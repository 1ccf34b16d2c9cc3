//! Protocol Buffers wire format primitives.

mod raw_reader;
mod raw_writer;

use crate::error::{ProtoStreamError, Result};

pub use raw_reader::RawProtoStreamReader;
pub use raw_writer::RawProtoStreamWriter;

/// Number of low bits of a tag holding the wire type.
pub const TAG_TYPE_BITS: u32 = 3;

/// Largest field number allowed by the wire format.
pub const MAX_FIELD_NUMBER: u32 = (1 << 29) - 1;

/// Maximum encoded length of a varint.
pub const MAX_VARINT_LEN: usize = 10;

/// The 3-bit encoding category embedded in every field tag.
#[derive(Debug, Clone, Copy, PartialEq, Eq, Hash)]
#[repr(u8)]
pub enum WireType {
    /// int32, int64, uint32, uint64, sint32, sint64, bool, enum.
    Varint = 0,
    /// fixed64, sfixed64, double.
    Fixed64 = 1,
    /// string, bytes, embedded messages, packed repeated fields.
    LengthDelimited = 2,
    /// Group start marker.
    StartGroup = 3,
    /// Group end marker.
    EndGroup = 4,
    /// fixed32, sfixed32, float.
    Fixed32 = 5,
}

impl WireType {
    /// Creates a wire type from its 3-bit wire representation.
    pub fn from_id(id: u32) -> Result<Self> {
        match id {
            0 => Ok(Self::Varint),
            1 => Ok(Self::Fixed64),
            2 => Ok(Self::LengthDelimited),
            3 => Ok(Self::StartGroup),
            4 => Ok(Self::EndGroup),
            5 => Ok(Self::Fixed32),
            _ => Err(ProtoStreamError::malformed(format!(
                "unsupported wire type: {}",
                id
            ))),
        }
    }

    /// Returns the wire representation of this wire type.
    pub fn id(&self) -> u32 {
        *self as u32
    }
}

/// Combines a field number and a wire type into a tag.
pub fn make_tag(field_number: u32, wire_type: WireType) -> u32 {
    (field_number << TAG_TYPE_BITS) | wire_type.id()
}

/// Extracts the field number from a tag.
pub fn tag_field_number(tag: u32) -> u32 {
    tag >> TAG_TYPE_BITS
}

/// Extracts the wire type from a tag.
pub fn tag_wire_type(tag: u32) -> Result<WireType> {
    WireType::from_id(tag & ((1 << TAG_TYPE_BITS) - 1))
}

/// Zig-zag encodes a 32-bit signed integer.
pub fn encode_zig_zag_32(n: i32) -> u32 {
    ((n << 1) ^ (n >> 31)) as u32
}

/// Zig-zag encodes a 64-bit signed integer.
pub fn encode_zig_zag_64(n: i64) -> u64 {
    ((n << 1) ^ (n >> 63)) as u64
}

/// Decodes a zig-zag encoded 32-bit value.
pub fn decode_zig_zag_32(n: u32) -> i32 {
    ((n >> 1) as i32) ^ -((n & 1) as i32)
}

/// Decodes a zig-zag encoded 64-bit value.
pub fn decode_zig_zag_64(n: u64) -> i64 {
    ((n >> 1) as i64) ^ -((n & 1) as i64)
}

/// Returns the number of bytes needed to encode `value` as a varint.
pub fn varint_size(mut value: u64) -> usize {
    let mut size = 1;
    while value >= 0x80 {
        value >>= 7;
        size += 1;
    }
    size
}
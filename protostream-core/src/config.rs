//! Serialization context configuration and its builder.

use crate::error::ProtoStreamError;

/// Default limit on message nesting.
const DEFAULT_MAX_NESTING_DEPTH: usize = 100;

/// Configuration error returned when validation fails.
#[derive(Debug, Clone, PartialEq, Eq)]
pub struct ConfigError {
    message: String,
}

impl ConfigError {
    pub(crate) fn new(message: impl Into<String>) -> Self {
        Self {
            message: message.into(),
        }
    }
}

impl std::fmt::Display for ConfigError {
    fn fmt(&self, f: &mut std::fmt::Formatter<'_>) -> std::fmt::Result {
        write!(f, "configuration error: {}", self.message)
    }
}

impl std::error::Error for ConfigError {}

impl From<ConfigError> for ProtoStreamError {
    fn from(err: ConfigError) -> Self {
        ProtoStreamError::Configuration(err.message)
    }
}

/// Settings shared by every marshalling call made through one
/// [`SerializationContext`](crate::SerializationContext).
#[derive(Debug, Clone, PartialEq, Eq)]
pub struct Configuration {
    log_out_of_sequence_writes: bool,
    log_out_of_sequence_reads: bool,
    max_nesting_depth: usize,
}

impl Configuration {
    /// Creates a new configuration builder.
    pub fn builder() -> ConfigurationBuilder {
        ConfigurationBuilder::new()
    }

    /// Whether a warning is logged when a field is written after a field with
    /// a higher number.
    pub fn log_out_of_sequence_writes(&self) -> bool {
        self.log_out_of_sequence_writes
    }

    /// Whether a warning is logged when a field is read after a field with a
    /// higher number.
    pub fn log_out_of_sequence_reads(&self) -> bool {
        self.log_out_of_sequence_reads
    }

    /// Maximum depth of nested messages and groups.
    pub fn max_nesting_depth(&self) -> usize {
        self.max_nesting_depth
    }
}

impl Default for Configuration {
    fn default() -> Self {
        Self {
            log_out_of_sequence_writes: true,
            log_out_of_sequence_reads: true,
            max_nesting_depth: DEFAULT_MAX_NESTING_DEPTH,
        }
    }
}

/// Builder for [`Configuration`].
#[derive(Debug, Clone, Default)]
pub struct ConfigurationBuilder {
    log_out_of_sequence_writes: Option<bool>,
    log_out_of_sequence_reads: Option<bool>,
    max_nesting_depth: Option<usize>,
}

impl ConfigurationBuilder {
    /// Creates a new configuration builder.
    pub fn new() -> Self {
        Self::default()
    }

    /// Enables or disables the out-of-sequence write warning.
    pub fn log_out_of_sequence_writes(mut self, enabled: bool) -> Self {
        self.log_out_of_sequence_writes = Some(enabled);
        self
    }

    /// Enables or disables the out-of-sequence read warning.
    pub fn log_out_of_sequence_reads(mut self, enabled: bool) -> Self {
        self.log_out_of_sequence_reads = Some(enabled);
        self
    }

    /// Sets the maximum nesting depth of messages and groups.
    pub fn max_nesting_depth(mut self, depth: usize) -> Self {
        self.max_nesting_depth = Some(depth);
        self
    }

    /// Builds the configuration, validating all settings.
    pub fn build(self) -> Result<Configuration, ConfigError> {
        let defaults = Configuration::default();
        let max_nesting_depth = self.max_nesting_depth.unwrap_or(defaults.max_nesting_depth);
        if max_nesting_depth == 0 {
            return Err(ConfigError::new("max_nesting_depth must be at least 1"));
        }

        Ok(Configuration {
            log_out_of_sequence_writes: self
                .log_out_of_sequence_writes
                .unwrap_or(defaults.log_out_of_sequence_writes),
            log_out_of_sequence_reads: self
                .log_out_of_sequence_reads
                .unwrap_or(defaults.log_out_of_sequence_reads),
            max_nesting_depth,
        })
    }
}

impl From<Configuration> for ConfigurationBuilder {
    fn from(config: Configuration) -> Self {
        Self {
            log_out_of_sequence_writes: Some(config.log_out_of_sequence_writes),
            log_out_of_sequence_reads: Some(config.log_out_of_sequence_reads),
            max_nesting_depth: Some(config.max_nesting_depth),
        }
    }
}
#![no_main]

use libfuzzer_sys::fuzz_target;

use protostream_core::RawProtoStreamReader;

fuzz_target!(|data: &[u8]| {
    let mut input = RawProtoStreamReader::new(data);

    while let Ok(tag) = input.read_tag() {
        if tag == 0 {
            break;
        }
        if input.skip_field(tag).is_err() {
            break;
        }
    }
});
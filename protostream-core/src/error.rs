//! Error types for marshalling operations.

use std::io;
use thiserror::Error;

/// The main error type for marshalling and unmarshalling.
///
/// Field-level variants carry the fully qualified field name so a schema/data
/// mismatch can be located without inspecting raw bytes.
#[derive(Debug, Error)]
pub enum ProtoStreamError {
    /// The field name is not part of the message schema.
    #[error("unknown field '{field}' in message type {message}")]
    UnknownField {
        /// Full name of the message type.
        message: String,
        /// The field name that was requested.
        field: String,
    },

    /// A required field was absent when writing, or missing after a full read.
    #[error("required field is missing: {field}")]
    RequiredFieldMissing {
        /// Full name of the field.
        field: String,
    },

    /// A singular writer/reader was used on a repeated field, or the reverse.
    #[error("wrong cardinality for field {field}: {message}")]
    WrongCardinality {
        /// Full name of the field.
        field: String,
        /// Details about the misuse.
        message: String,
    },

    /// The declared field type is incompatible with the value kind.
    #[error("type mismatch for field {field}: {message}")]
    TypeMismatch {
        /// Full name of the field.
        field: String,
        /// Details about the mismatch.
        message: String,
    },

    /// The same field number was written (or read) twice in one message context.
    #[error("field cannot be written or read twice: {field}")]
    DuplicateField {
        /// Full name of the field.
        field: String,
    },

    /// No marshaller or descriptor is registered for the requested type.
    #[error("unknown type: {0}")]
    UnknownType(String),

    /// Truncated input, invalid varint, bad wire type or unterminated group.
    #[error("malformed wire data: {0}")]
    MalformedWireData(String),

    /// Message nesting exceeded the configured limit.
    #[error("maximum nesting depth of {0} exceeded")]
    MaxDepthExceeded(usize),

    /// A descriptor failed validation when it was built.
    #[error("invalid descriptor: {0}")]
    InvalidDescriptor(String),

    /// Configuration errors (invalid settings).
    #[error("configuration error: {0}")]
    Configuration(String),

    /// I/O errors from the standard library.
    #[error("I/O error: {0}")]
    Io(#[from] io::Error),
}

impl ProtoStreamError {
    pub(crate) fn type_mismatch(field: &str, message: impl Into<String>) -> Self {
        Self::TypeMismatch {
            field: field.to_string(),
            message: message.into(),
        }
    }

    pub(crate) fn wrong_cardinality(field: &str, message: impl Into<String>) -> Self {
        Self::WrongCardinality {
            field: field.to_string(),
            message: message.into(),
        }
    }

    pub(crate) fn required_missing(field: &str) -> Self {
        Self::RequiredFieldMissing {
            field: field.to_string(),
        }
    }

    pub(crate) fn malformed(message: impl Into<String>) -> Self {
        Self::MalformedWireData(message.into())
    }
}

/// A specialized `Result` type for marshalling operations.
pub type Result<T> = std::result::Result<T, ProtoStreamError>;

• What is required: Copy out every line of the listing that contains the string "groups".

• Result below:
    /// Maximum depth of nested messages and groups.
    /// Sets the maximum nesting depth of messages and groups.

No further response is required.